Lint sometimes flags false positives, even though it is safe to ignore these errors (for example WeakerAccess warnings when you are avoiding synthetic access). There may also be lint failures when your library is in the middle of a beta / rc / stable release, and cannot make the breaking changes needed to fix the root cause. There are two ways of ignoring lint errors:

  1. Suppression - using @SuppressLint (for Java) or @Suppress annotations to ignore the warning per call site, per method, or per file.

    Note: @SuppressLint requires Android dependency

  2. Baselines - allowlisting errors in a lint-baseline.xml file at the root of the project directory.

Where possible, you should use a suppression annotation at the call site. This helps ensure that you are only suppressing the exact failure, and this also keeps the failure visible so it can be fixed later on.

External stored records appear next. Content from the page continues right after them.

use anyhow::Result;
use festguide_core::view::UndoUnlike;
use owo_colors::OwoColorize;

use crate::guide::Guide;

pub async fn run(guide: &Guide) -> Result<()> {
    let store = guide.store();
    let mut undo = UndoUnlike::load(&store).await?;

    let Some(id) = undo.take() else {
        println!("{}", "Nothing to undo.".dimmed());
        return Ok(());
    };

    let likes = guide.like_store().await?;
    if !likes.is_liked(&id).await {
        likes.toggle(&id).await?;
    }
    undo.save(&store).await?;

    let name = guide.catalog.get(&id).map_or(id.as_str(), |e| e.event.as_str());
    println!("{} Liked {} again", "♥".red(), name.bold());

    Ok(())
}
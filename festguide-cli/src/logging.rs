//! Logging setup.

use tracing::debug;
use tracing_subscriber::EnvFilter;

/// Install the stderr subscriber. `RUST_LOG` wins over the `-v` count.
pub fn init_logging(verbose: u8) {
    let level = match verbose {
        0 => "warn",
        1 => "info",
        2 => "debug",
        _ => "trace",
    };

    let filter = EnvFilter::try_from_default_env().unwrap_or_else(|_| EnvFilter::new(level));

    tracing_subscriber::fmt()
        .with_env_filter(filter)
        .with_writer(std::io::stderr)
        .with_target(verbose >= 2)
        .with_line_number(verbose >= 3)
        .init();

    debug!("festguide started with verbosity level: {}", verbose);
}
//! Grouping events by host, location or category.

use std::cmp::Ordering;
use std::collections::HashMap;
use std::fmt;

use crate::event::Event;
use crate::temporal::sort_by_start;

/// Letters shown in the alphabet jump bar when the config does not override them.
pub const DEFAULT_ALPHABET: &str = "ABCDEFGHIJKLMNOPQRSTUVWXYZÅÄÖÆ";

/// Bucket for group keys whose first letter is not in the alphabet.
pub const CATCH_ALL_LETTER: char = '#';

pub type GroupedEvents<'a> = HashMap<String, Vec<&'a Event>>;

/// Event field a grouped view is keyed on.
#[derive(Debug, Clone, Copy, PartialEq, Eq)]
pub enum GroupField {
    Host,
    Location,
    Category,
}

impl GroupField {
    pub fn key<'e>(&self, event: &'e Event) -> &'e str {
        match self {
            GroupField::Host => &event.host,
            GroupField::Location => &event.location,
            GroupField::Category => &event.category,
        }
    }

    /// Key used when the field is blank.
    pub fn default_key(&self) -> &'static str {
        match self {
            GroupField::Host => "Unknown Host",
            GroupField::Location => "Unknown Location",
            GroupField::Category => "Uncategorized",
        }
    }

    pub fn group<'a>(&self, events: &'a [Event]) -> GroupedEvents<'a> {
        group_by(events, |e| self.key(e), self.default_key())
    }
}

impl fmt::Display for GroupField {
    fn fmt(&self, f: &mut fmt::Formatter) -> fmt::Result {
        match self {
            GroupField::Host => write!(f, "Host"),
            GroupField::Location => write!(f, "Location"),
            GroupField::Category => write!(f, "Category"),
        }
    }
}

/// Bucket `events` by `key_fn`, substituting `default_key` for blank keys.
///
/// Every event lands in exactly one group. Within a group events are ordered
/// by start, ties and unparsable starts keeping input order.
pub fn group_by<'a, F>(events: &'a [Event], key_fn: F, default_key: &str) -> GroupedEvents<'a>
where
    F: Fn(&'a Event) -> &'a str,
{
    let mut groups: GroupedEvents<'a> = HashMap::new();

    for event in events {
        let key = key_fn(event);
        let key = if key.trim().is_empty() { default_key } else { key };
        groups.entry(key.to_string()).or_default().push(event);
    }

    for members in groups.values_mut() {
        sort_by_start(members);
    }

    groups
}

/// Group keys in case-insensitive alphabetical order.
pub fn sorted_group_keys(groups: &GroupedEvents) -> Vec<String> {
    let mut keys: Vec<String> = groups.keys().cloned().collect();
    keys.sort_by(|a, b| compare_keys(a, b));
    keys
}

/// Case-insensitive comparison, falling back to exact order so that keys
/// differing only in case still sort deterministically.
fn compare_keys(a: &str, b: &str) -> Ordering {
    a.to_lowercase()
        .cmp(&b.to_lowercase())
        .then_with(|| a.cmp(b))
}

/// Group keys sharing a first letter, for the alphabet jump bar.
#[derive(Debug, Clone, PartialEq, Eq)]
pub struct LetterBucket {
    pub letter: char,
    pub keys: Vec<String>,
}

impl LetterBucket {
    /// Section identifier the rendering layer jumps to for this letter.
    pub fn anchor(&self) -> String {
        format!("section-{}", self.letter)
    }

    pub fn is_catch_all(&self) -> bool {
        self.letter == CATCH_ALL_LETTER
    }
}

/// Bucket `keys` by uppercased first letter.
///
/// Only letters listed in `alphabet` get their own bucket; anything else
/// (digits, punctuation, unlisted accented letters) goes to `#`. Buckets come
/// out in alphabet order with `#` last, and empty buckets are omitted.
pub fn letter_buckets<S: AsRef<str>>(keys: &[S], alphabet: &str) -> Vec<LetterBucket> {
    let letters: Vec<char> = alphabet.chars().collect();
    let mut by_letter: HashMap<char, Vec<String>> = HashMap::new();

    for key in keys {
        let key = key.as_ref();
        let letter = key
            .chars()
            .next()
            .map(uppercase)
            .filter(|c| letters.contains(c))
            .unwrap_or(CATCH_ALL_LETTER);
        by_letter.entry(letter).or_default().push(key.to_string());
    }

    // The catch-all sorts last even if the alphabet lists it
    let mut order: Vec<char> = letters
        .into_iter()
        .filter(|&c| c != CATCH_ALL_LETTER)
        .collect();
    order.push(CATCH_ALL_LETTER);

    order
        .into_iter()
        .filter_map(|letter| {
            let mut keys = by_letter.remove(&letter)?;
            keys.sort_by(|a, b| compare_keys(a, b));
            Some(LetterBucket { letter, keys })
        })
        .collect()
}

/// Single-char uppercase; characters that uppercase to several (like `ß`) are
/// kept as they are.
fn uppercase(c: char) -> char {
    let mut upper = c.to_uppercase();
    match (upper.next(), upper.next()) {
        (Some(u), None) => u,
        _ => c,
    }
}
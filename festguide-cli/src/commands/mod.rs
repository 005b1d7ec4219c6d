pub mod config;
pub mod hosts;
pub mod like;
pub mod likes;
pub mod search;
pub mod sections;
pub mod show;
pub mod today;
pub mod undo;
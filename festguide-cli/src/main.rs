mod commands;
mod guide;
mod logging;
mod render;

use std::path::PathBuf;

use anyhow::Result;
use chrono::NaiveDateTime;
use clap::{ArgAction, Parser, Subcommand};
use festguide_core::grouping::GroupField;

use crate::guide::Guide;

#[derive(Parser)]
#[command(name = "festguide")]
#[command(about = "Browse the festival schedule and keep track of the events you like")]
struct Cli {
    /// Read events from this fixture instead of the configured one
    #[arg(long, global = true)]
    fixture: Option<PathBuf>,

    /// More log output (-v, -vv, -vvv)
    #[arg(short, long, action = ArgAction::Count, global = true)]
    verbose: u8,

    #[command(subcommand)]
    command: Commands,
}

#[derive(Subcommand)]
enum Commands {
    /// Today's upcoming events, tomorrow, and the days after
    Today {
        /// Only show events with this tag (repeat to require several)
        #[arg(short, long)]
        tag: Vec<String>,

        /// Pretend it is this moment (YYYY-MM-DDTHH:MM)
        #[arg(long)]
        now: Option<String>,

        /// Open every day section, not just tomorrow
        #[arg(short, long)]
        all: bool,
    },
    /// Events by host, with a letter index
    Hosts,
    /// Events by location
    Locations {
        /// List the events of every location
        #[arg(short, long)]
        expand: bool,
    },
    /// Events by category
    Categories {
        /// List the events of every category
        #[arg(short, long)]
        expand: bool,
    },
    /// Search names, descriptions, hosts, locations and tags
    Search {
        query: Vec<String>,
    },
    /// Events you liked
    Likes,
    /// Like an event, or unlike it if already liked
    Like {
        id: String,
    },
    /// Like the event you last unliked again
    Undo,
    /// Full details of one event
    Show {
        id: String,
    },
    /// Show configuration paths
    Config,
}

#[tokio::main]
async fn main() -> Result<()> {
    let cli = Cli::parse();
    logging::init_logging(cli.verbose);

    match cli.command {
        Commands::Config => commands::config::run(),
        Commands::Today { tag, now, all } => {
            let now = resolve_now(now.as_deref())?;
            let guide = Guide::load(cli.fixture)?;
            commands::today::run(&guide, tag, now, all).await
        }
        Commands::Hosts => {
            let guide = Guide::load(cli.fixture)?;
            commands::hosts::run(&guide).await
        }
        Commands::Locations { expand } => {
            let guide = Guide::load(cli.fixture)?;
            commands::sections::run(&guide, GroupField::Location, expand)
        }
        Commands::Categories { expand } => {
            let guide = Guide::load(cli.fixture)?;
            commands::sections::run(&guide, GroupField::Category, expand)
        }
        Commands::Search { query } => {
            let guide = Guide::load(cli.fixture)?;
            commands::search::run(&guide, &query.join(" ")).await
        }
        Commands::Likes => {
            let guide = Guide::load(cli.fixture)?;
            commands::likes::run(&guide).await
        }
        Commands::Like { id } => {
            let guide = Guide::load(cli.fixture)?;
            commands::like::run(&guide, &id).await
        }
        Commands::Undo => {
            let guide = Guide::load(cli.fixture)?;
            commands::undo::run(&guide).await
        }
        Commands::Show { id } => {
            let guide = Guide::load(cli.fixture)?;
            commands::show::run(&guide, &id).await
        }
    }
}

/// The `--now` override, or the local wall clock.
fn resolve_now(now: Option<&str>) -> Result<NaiveDateTime> {
    match now {
        Some(s) => NaiveDateTime::parse_from_str(s, "%Y-%m-%dT%H:%M").map_err(|_| {
            anyhow::anyhow!("Invalid time '{}'. Expected YYYY-MM-DDTHH:MM", s)
        }),
        None => Ok(chrono::Local::now().naive_local()),
    }
}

Only use a baseline if you are in a Java library without Android dependencies, or when enabling a new lint check, and it is prohibitively expensive / not possible to fix the errors generated by enabling this lint check.

To update a lint baseline after you have fixed issues, run the updateLintBaseline task.

./gradlew :core:core:updateLintBaseline

Metalava API Lint

As well as Android Lint, which runs on all source code, Metalava will also run checks on the public API surface of each library. Similar to with Android Lint, there can sometimes be false positives / intended deviations from the API guidelines that Metalava will lint your API surface against. When this happens, you can suppress Metalava API lint issues using @SuppressLint (for Java) or @Suppress annotations. In cases where it is not possible, update Metalava's baseline with the updateApiLintBaseline task.

./gradlew :core:core:updateApiLintBaseline

This will create/amend the api_lint.ignore file that lives in a library's api directory.

Build Output Guidelines

In order to more easily identify the root cause of build failures, we want to keep the amount of output generated by a successful build to a minimum. Consequently, we track build output similarly to the way in which we track Lint warnings.

Invoking build output validation

You can add -Pandroidx.validateNoUnrecognizedMessages to any other AndroidX gradlew command to enable validation of build output. For example:

/gradlew -Pandroidx.validateNoUnrecognizedMessages :help

Exempting new build output messages

Please avoid exempting new build output and instead fix or suppress the warnings themselves, because that will take effect not only on the build server but also in Android Studio, and will also run more quickly.

If you cannot prevent the message from being generating and must exempt the message anyway, follow the instructions in the error:

$ ./gradlew -Pandroidx.validateNoUnrecognizedMessages :help

Error: build_log_simplifier.py found 15 new messages found in /usr/local/google/workspace/aosp-androidx-git/out/dist/gradle.log.

Please fix or suppress these new messages in the tool that generates them.
If you cannot, then you can exempt them by doing:

  1. cp /usr/local/google/workspace/aosp-androidx-git/out/dist/gradle.log.ignore /usr/local/google/workspace/aosp-androidx-git/frameworks/support/development/build_log_simplifier/messages.ignore
  2. modify the new lines to be appropriately generalized

Each line in this exemptions file is a regular expressing matching one or more lines of output to be exempted. You may want to make these expressions as specific as possible to ensure that the addition of new, similar messages will also be detected (for example, discovering an existing warning in a new source file).